A long would be helpful here, but that should be a separate discussion (and maybe we also add float too, for HAPI 4.0; also complex numbers?

Question (analysis needed): how many units-processing libraries use the same strings for these file size units?

Examples of standards for prefixes used with file sizes

We will eventually have to specify which standard we use for these prefixes.

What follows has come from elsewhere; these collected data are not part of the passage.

//! `fs-tables` extracts fixed-schema rows from semi-structured files that live
//! on the local system: application bundle metadata (`Info.plist` files inside
//! `.app` bundles) and Tomcat user credential configuration.
//!
//! The crate has two layers. [`fs`] offers fallible filesystem primitives
//! (existence, permission probes, directory listing, whole-file read/write)
//! that report every failure as a typed [`Error`] kind instead of panicking or
//! leaking raw OS errors. [`tables`] projects already-parsed markup trees into
//! closed-schema records ([`AppMetadataRow`], [`CredentialPair`]) suitable for
//! registration as rows in an external tabular query layer.

mod error;
pub mod fs;
pub mod tables;

pub use error::{Error, Result};

pub use fs::{
    is_directory, is_readable, is_writable, list_directory, parent_directory, path_exists,
    read_file, write_text_file,
};
pub use tables::apps::{
    app_metadata, bundle_name_from_plist_path, bundle_path_from_plist_path, AppMetadataRow,
    PlistTree,
};
pub use tables::tomcat_users::{credentials, credentials_from_path, CredentialPair};
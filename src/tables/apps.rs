//! Application bundle metadata rows.
//!
//! macOS application bundles are directories named `<Name>.app` holding a
//! `Contents/Info.plist` metadata file. This module projects an
//! already-parsed property-list tree plus the plist's path into a closed
//! 16-field [`AppMetadataRow`]. The `name` and `path` columns come purely
//! from path segmentation; everything else comes from the tree under a fixed
//! key mapping, degrading to the empty string when a key is absent.

use serde::Serialize;

use crate::error::{Error, Result};

const INFO_PLIST_SUFFIX: &str = "/Contents/Info.plist";

/// Read-only view over a parsed property-list tree.
///
/// Keys are dotted paths; intermediate segments traverse dictionaries and
/// the final segment is rendered to a string if it names a scalar. Keeping
/// this a trait leaves the extractor agnostic to which markup parser
/// produced the tree.
pub trait PlistTree {
    fn get(&self, key_path: &str) -> Option<String>;
}

impl PlistTree for plist::Value {
    fn get(&self, key_path: &str) -> Option<String> {
        let mut segments = key_path.split('.');
        let mut node = self;
        let last = segments.next_back()?;
        for segment in segments {
            node = node.as_dictionary()?.get(segment)?;
        }
        scalar_to_string(node.as_dictionary()?.get(last)?)
    }
}

fn scalar_to_string(value: &plist::Value) -> Option<String> {
    match value {
        plist::Value::String(text) => Some(text.clone()),
        plist::Value::Boolean(flag) => Some(if *flag { "1" } else { "0" }.to_string()),
        plist::Value::Integer(number) => number
            .as_signed()
            .map(|signed| signed.to_string())
            .or_else(|| number.as_unsigned().map(|unsigned| unsigned.to_string())),
        plist::Value::Real(number) => Some(number.to_string()),
        _ => None,
    }
}

/// Extracts `<BundleName>.app` from a path shaped
/// `.../<BundleName>.app/Contents/Info.plist`.
///
/// Segmentation uses `/` as the only boundary, so bundle names with embedded
/// spaces survive, and any ancestor depth works. Fails with
/// `InvalidArgument` when the suffix is missing.
pub fn bundle_name_from_plist_path(plist_path: &str) -> Result<String> {
    let bundle_path = strip_info_plist_suffix(plist_path)?;
    let name = match bundle_path.rsplit_once('/') {
        Some((_, last)) => last,
        None => bundle_path,
    };
    Ok(name.to_string())
}

/// Extracts the bundle root (`.../<BundleName>.app`) from an `Info.plist`
/// path of the same fixed shape.
pub fn bundle_path_from_plist_path(plist_path: &str) -> Result<String> {
    strip_info_plist_suffix(plist_path).map(str::to_string)
}

fn strip_info_plist_suffix(plist_path: &str) -> Result<&str> {
    plist_path.strip_suffix(INFO_PLIST_SUFFIX).ok_or_else(|| {
        Error::InvalidArgument(format!(
            "not a bundle Info.plist path: {plist_path}"
        ))
    })
}

/// One row of the apps table: a closed schema of 16 string columns.
///
/// Every column is always present; source data that lacks a key yields an
/// empty string, never an error and never a missing field. Serializes in
/// declaration order.
#[derive(Debug, Clone, Default, PartialEq, Eq, Serialize)]
pub struct AppMetadataRow {
    pub name: String,
    pub path: String,
    pub bundle_executable: String,
    pub bundle_identifier: String,
    pub bundle_name: String,
    pub bundle_short_version: String,
    pub bundle_version: String,
    pub bundle_package_type: String,
    pub compiler: String,
    pub development_region: String,
    pub display_name: String,
    pub info_string: String,
    pub minimum_system_version: String,
    pub category: String,
    pub applescript_enabled: String,
    pub copyright: String,
}

impl AppMetadataRow {
    pub const COLUMNS: [&'static str; 16] = [
        "name",
        "path",
        "bundle_executable",
        "bundle_identifier",
        "bundle_name",
        "bundle_short_version",
        "bundle_version",
        "bundle_package_type",
        "compiler",
        "development_region",
        "display_name",
        "info_string",
        "minimum_system_version",
        "category",
        "applescript_enabled",
        "copyright",
    ];

    /// Column/value pairs in schema order, for the tabular query layer.
    pub fn into_pairs(self) -> Vec<(&'static str, String)> {
        vec![
            ("name", self.name),
            ("path", self.path),
            ("bundle_executable", self.bundle_executable),
            ("bundle_identifier", self.bundle_identifier),
            ("bundle_name", self.bundle_name),
            ("bundle_short_version", self.bundle_short_version),
            ("bundle_version", self.bundle_version),
            ("bundle_package_type", self.bundle_package_type),
            ("compiler", self.compiler),
            ("development_region", self.development_region),
            ("display_name", self.display_name),
            ("info_string", self.info_string),
            ("minimum_system_version", self.minimum_system_version),
            ("category", self.category),
            ("applescript_enabled", self.applescript_enabled),
            ("copyright", self.copyright),
        ]
    }
}

/// Projects an `Info.plist` tree into an [`AppMetadataRow`].
///
/// Never fails: `name` and `path` derive exclusively from `plist_path`
/// (empty when the path shape is wrong, which keeps the no-fail contract),
/// and the remaining 14 columns come from a fixed, exhaustive key mapping
/// where an absent key means an empty string.
pub fn app_metadata(plist_path: &str, tree: &impl PlistTree) -> AppMetadataRow {
    let field = |key: &str| tree.get(key).unwrap_or_default();
    AppMetadataRow {
        name: bundle_name_from_plist_path(plist_path).unwrap_or_default(),
        path: bundle_path_from_plist_path(plist_path).unwrap_or_default(),
        bundle_executable: field("CFBundleExecutable"),
        bundle_identifier: field("CFBundleIdentifier"),
        bundle_name: field("CFBundleName"),
        bundle_short_version: field("CFBundleShortVersionString"),
        bundle_version: field("CFBundleVersion"),
        bundle_package_type: field("CFBundlePackageType"),
        compiler: field("DTCompiler"),
        development_region: field("CFBundleDevelopmentRegion"),
        display_name: field("CFBundleDisplayName"),
        info_string: field("CFBundleGetInfoString"),
        minimum_system_version: field("LSMinimumSystemVersion"),
        category: field("LSApplicationCategoryType"),
        applescript_enabled: field("NSAppleScriptEnabled"),
        copyright: field("NSHumanReadableCopyright"),
    }
}
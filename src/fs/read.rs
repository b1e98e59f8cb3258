use std::fs;
use std::io::Read;
use std::path::Path;

use crate::error::{Error, Result};

use super::exists::path_exists;

/// Reads the entire content of a regular file into memory.
///
/// Failure kinds stay distinct: `NotFound` when the path is absent, `Io`
/// tagged `open` when the file cannot be opened, `Io` tagged `read` when a
/// read error truncates the content. There is no streaming path; memory use
/// is bounded only by the file size.
pub fn read_file<P: AsRef<Path>>(path: P) -> Result<Vec<u8>> {
    let path = path.as_ref();
    path_exists(path)?;

    let mut file = fs::File::open(path).map_err(|err| Error::io_path("open", path, err))?;
    let meta = file
        .metadata()
        .map_err(|err| Error::io_path("metadata", path, err))?;

    let mut bytes = Vec::with_capacity(usize::try_from(meta.len()).unwrap_or(0));
    file.read_to_end(&mut bytes)
        .map_err(|err| Error::io_path("read", path, err))?;
    Ok(bytes)
}
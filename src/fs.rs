//! Fallible filesystem primitives.
//!
//! Every operation is synchronous, stateless, and blocking on the underlying
//! OS call: no caching, no locking, no cancellation. Concurrent callers race
//! at the OS level with OS-defined outcomes. Reads and directory listings
//! materialize their full result in memory before returning.

mod dir;
mod exists;
mod read;
mod write;

pub use dir::{is_directory, list_directory, parent_directory};
pub use exists::{is_readable, is_writable, path_exists};
pub use read::read_file;
pub use write::write_text_file;
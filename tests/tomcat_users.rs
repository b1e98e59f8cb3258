use fs_tables::{credentials, credentials_from_path, CredentialPair, Error};

fn pair(username: &str, password: &str) -> CredentialPair {
    CredentialPair {
        username: username.to_string(),
        password: password.to_string(),
    }
}

#[test]
fn credentials_come_back_in_document_order() {
    let xml = r#"<tomcat-users>
        <user username="a" password="b"/>
        <user username="c" password="d"/>
    </tomcat-users>"#;

    let pairs = credentials(xml).expect("parse");
    assert_eq!(pairs, vec![pair("a", "b"), pair("c", "d")]);
}

#[test]
fn non_user_children_are_ignored() {
    let xml = r#"<tomcat-users>
        <role rolename="manager"/>
        <user username="admin" password="hunter2" roles="manager"/>
        <!-- commented out operator account -->
    </tomcat-users>"#;

    let pairs = credentials(xml).expect("parse");
    assert_eq!(pairs, vec![pair("admin", "hunter2")]);
}

#[test]
fn empty_user_list_is_a_success() {
    let pairs = credentials("<tomcat-users></tomcat-users>").expect("parse");
    assert!(pairs.is_empty());
}

#[test]
fn missing_password_fails_with_no_partial_list() {
    // The first user is well-formed; the failure on the second must still
    // suppress the whole result.
    let xml = r#"<tomcat-users>
        <user username="a" password="b"/>
        <user username="c"/>
    </tomcat-users>"#;

    match credentials(xml) {
        Err(Error::Parse(message)) => assert!(
            message.contains("password"),
            "diagnostic should name the missing attribute: {message}"
        ),
        other => panic!("unexpected result: {other:?}"),
    }
}

#[test]
fn missing_username_fails_with_parse_error() {
    let xml = r#"<tomcat-users><user password="b"/></tomcat-users>"#;
    match credentials(xml) {
        Err(Error::Parse(message)) => assert!(message.contains("username")),
        other => panic!("unexpected result: {other:?}"),
    }
}

#[test]
fn unterminated_document_fails_with_parse_error() {
    match credentials(r#"<tomcat-users><user username="a" password="b">"#) {
        Err(Error::Parse(_)) => {}
        other => panic!("unexpected result: {other:?}"),
    }
}

#[test]
fn wrong_root_element_fails_with_parse_error() {
    match credentials(r#"<users><user username="a" password="b"/></users>"#) {
        Err(Error::Parse(message)) => assert!(message.contains("tomcat-users")),
        other => panic!("unexpected result: {other:?}"),
    }
}

#[test]
fn from_path_round_trips_through_the_filesystem() {
    let dir = tempfile::tempdir().expect("tempdir");
    let path = dir.path().join("tomcat-users.xml");
    std::fs::write(
        &path,
        r#"<tomcat-users><user username="a" password="b"/></tomcat-users>"#,
    )
    .expect("write");

    let pairs = credentials_from_path(&path).expect("parse");
    assert_eq!(pairs, vec![pair("a", "b")]);
}

#[test]
fn from_path_propagates_missing_file_unchanged() {
    let dir = tempfile::tempdir().expect("tempdir");
    match credentials_from_path(dir.path().join("missing.xml")) {
        Err(Error::NotFound(_)) => {}
        other => panic!("unexpected result: {other:?}"),
    }
}

#[test]
fn from_path_treats_non_utf8_content_as_parse_failure() {
    let dir = tempfile::tempdir().expect("tempdir");
    let path = dir.path().join("garbage.xml");
    std::fs::write(&path, [0xff, 0xfe, 0x00, 0x80]).expect("write");

    match credentials_from_path(&path) {
        Err(Error::Parse(_)) => {}
        other => panic!("unexpected result: {other:?}"),
    }
}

Events Lists are also extensions of String Listings:

  • time - of time coverage (required,isotime)
  • stopDate - of time coverage (isotime, required) (Documentation acknowledges that this should be the same for an instant)
  • label (required)

Some example extensions to Event List:

  • latitude
  • longitude

Example proposed output, note x_parameterSchema

{
    "HAPI": "3.2",
    "x_createdAt": "2017-02-21T17:27Z",
    "modificationDate": "2026-01-01T00:00Z",
    "x_parameterSchema": "list>fileList>jpgFileList",
    "parameters": [
        {
            "length": 20,
            "name": "Time",
            "type": "isotime",
            "x_format": "$Y-$m-$dT$H:$M:$SZ",
            "fill": null,
            "units": "UTC",
            "timeStampLocation" : "begin"
        },
        {
            "description": "Picture of the creek, unmodified",
            "fill": null,
            "name": "fileURI",
            "length": 26,
            "type": "string",
            "units": null,
            "stringType": {
                "uri": {
                    "base": "https://cottagesystems.com/data/hapi/pics/",
                    "mediaType": "image/jpeg"
                }
            }
        },
        {
            "description": "File modification time",
            "name": "modificationDate",
            "type": "isotime",
            "fill": null,
            "x_format": "$Y-$m-$dT$H:$MZ",
            "length": 17,
            "units": "UTC"
        },
        {
            "description": "File size in kilobytes",
            "name": "fileSize",
            "fill": null,
            "type": "integer",
            "units": "KiB"
        }
    ],
    "sampleStartDate": "2023-01-01T00:00Z",
    "sampleStopDate": "2023-02-01T00:00Z",
    "startDate": "2022-11-01T00:00Z",
    "stopDate": "2026-03-06T00:00Z",
    "cadence": "PT10M",
    "status": {
        "code": 1200,
        "message": "OK"
    }
}

One issue is how to deal with the units on the file size. We could use IEEE units, which seem to be similar (the same?) as what is used in VO units, and astropy units, and probably also IEEE units: https://ieeexplore.ieee.org/stamp/stamp.jsp?tp=&arnumber=9714443

See also:

Message sent 2026-04-06 to HAPI dev mailing list with status update:

For a summary of where we are now: We would like there to be a schema to indicate that a HAPI response is a listing of files that are available as URIs. (We did not provide this or encourage it so far because we don’t want providers just offering a file listing and saying they made their data available via HAPI.) If people do list files using HAPI, we would prefer that they all use the same format, so that it becomes possible to interpret file listings interoperably from any HAPI service. Therefore, we will offer a schema, that if followed, will allow clients to: a) know that they are getting a file listing, and b) be able to interpret such a listing from any server with computer precision using a single client.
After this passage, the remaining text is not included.